Information provided:
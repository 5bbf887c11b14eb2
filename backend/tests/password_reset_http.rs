//! End-to-end scenarios for the forgot/reset password flow.

mod support;

use actix_web::http::{Method, StatusCode};
use actix_web::test;
use chrono::Duration;
use serde_json::json;

use accounts::domain::Role;
use accounts::test_support::TestBackend;

use support::{MEMBER_EMAIL, MEMBER_PASSWORD, login, send};

const NEW_PASSWORD: &str = "Recovered123!@#";

async fn member_backend() -> TestBackend {
    let backend = TestBackend::new();
    backend
        .seed("Member", MEMBER_EMAIL, Role::User, MEMBER_PASSWORD)
        .await;
    backend
}

#[actix_web::test]
async fn forgot_password_answers_the_same_for_unknown_accounts() {
    let backend = member_backend().await;
    let app = test::init_service(backend.app()).await;

    let known = send(
        &app,
        Method::POST,
        "/api/v1/forgot-password",
        None,
        Some(json!({ "email": MEMBER_EMAIL })),
    )
    .await;
    let unknown = send(
        &app,
        Method::POST,
        "/api/v1/forgot-password",
        None,
        Some(json!({ "email": "ghost@example.com" })),
    )
    .await;

    assert_eq!(known.status, StatusCode::ACCEPTED);
    assert_eq!(unknown.status, StatusCode::ACCEPTED);
    assert_eq!(known.body, unknown.body);
    assert_eq!(backend.notifier.sent_count(), 1);
}

#[actix_web::test]
async fn forgot_password_rejects_malformed_email() {
    let backend = member_backend().await;
    let app = test::init_service(backend.app()).await;

    let response = send(
        &app,
        Method::POST,
        "/api/v1/forgot-password",
        None,
        Some(json!({ "email": "not-an-email" })),
    )
    .await;

    assert_eq!(response.status, StatusCode::BAD_REQUEST);
    assert_eq!(response.invalid_fields(), vec!["email"]);
    assert_eq!(backend.notifier.sent_count(), 0);
}

#[actix_web::test]
async fn issued_token_resets_the_password_once() {
    let backend = member_backend().await;
    let app = test::init_service(backend.app()).await;
    send(
        &app,
        Method::POST,
        "/api/v1/forgot-password",
        None,
        Some(json!({ "email": MEMBER_EMAIL })),
    )
    .await;
    let token = backend
        .notifier
        .last_token_for(MEMBER_EMAIL)
        .expect("token delivered");
    let reset = json!({
        "token": token,
        "email": MEMBER_EMAIL,
        "password": NEW_PASSWORD,
        "passwordConfirmation": NEW_PASSWORD
    });

    let first = send(
        &app,
        Method::POST,
        "/api/v1/reset-password",
        None,
        Some(reset.clone()),
    )
    .await;
    assert_eq!(first.status, StatusCode::NO_CONTENT);
    login(&app, MEMBER_EMAIL, NEW_PASSWORD).await;

    let replay = send(&app, Method::POST, "/api/v1/reset-password", None, Some(reset)).await;
    assert_eq!(replay.status, StatusCode::BAD_REQUEST);
    assert_eq!(replay.invalid_fields(), vec!["email"]);
}

#[actix_web::test]
async fn expired_or_superseded_tokens_are_invalid() {
    let backend = member_backend().await;
    let app = test::init_service(backend.app()).await;
    let request_link = || {
        send(
            &app,
            Method::POST,
            "/api/v1/forgot-password",
            None,
            Some(json!({ "email": MEMBER_EMAIL })),
        )
    };

    request_link().await;
    let superseded = backend.notifier.last_token_for(MEMBER_EMAIL).expect("first");
    request_link().await;
    let current = backend.notifier.last_token_for(MEMBER_EMAIL).expect("second");
    backend.clock.advance(Duration::minutes(61));

    for token in [superseded, current] {
        let response = send(
            &app,
            Method::POST,
            "/api/v1/reset-password",
            None,
            Some(json!({
                "token": token,
                "email": MEMBER_EMAIL,
                "password": NEW_PASSWORD,
                "passwordConfirmation": NEW_PASSWORD
            })),
        )
        .await;
        assert_eq!(response.status, StatusCode::BAD_REQUEST);
        assert_eq!(
            response.body["details"]["fields"]["email"][0],
            "This password reset token is invalid."
        );
    }
    login(&app, MEMBER_EMAIL, MEMBER_PASSWORD).await;
}

#[actix_web::test]
async fn reset_validates_every_field() {
    let backend = member_backend().await;
    let app = test::init_service(backend.app()).await;

    let response = send(
        &app,
        Method::POST,
        "/api/v1/reset-password",
        None,
        Some(json!({
            "email": "bad",
            "password": "weak",
            "passwordConfirmation": "other"
        })),
    )
    .await;

    assert_eq!(response.status, StatusCode::BAD_REQUEST);
    let fields = response.invalid_fields();
    for field in ["email", "password", "token"] {
        assert!(fields.iter().any(|name| name == field), "{field} missing");
    }
}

Work request: For every line in the data above that holds "notifier", return the line itself.

Task result:
    assert_eq!(backend.notifier.sent_count(), 1);
    assert_eq!(backend.notifier.sent_count(), 0);
        .notifier
    let superseded = backend.notifier.last_token_for(MEMBER_EMAIL).expect("first");
    let current = backend.notifier.last_token_for(MEMBER_EMAIL).expect("second");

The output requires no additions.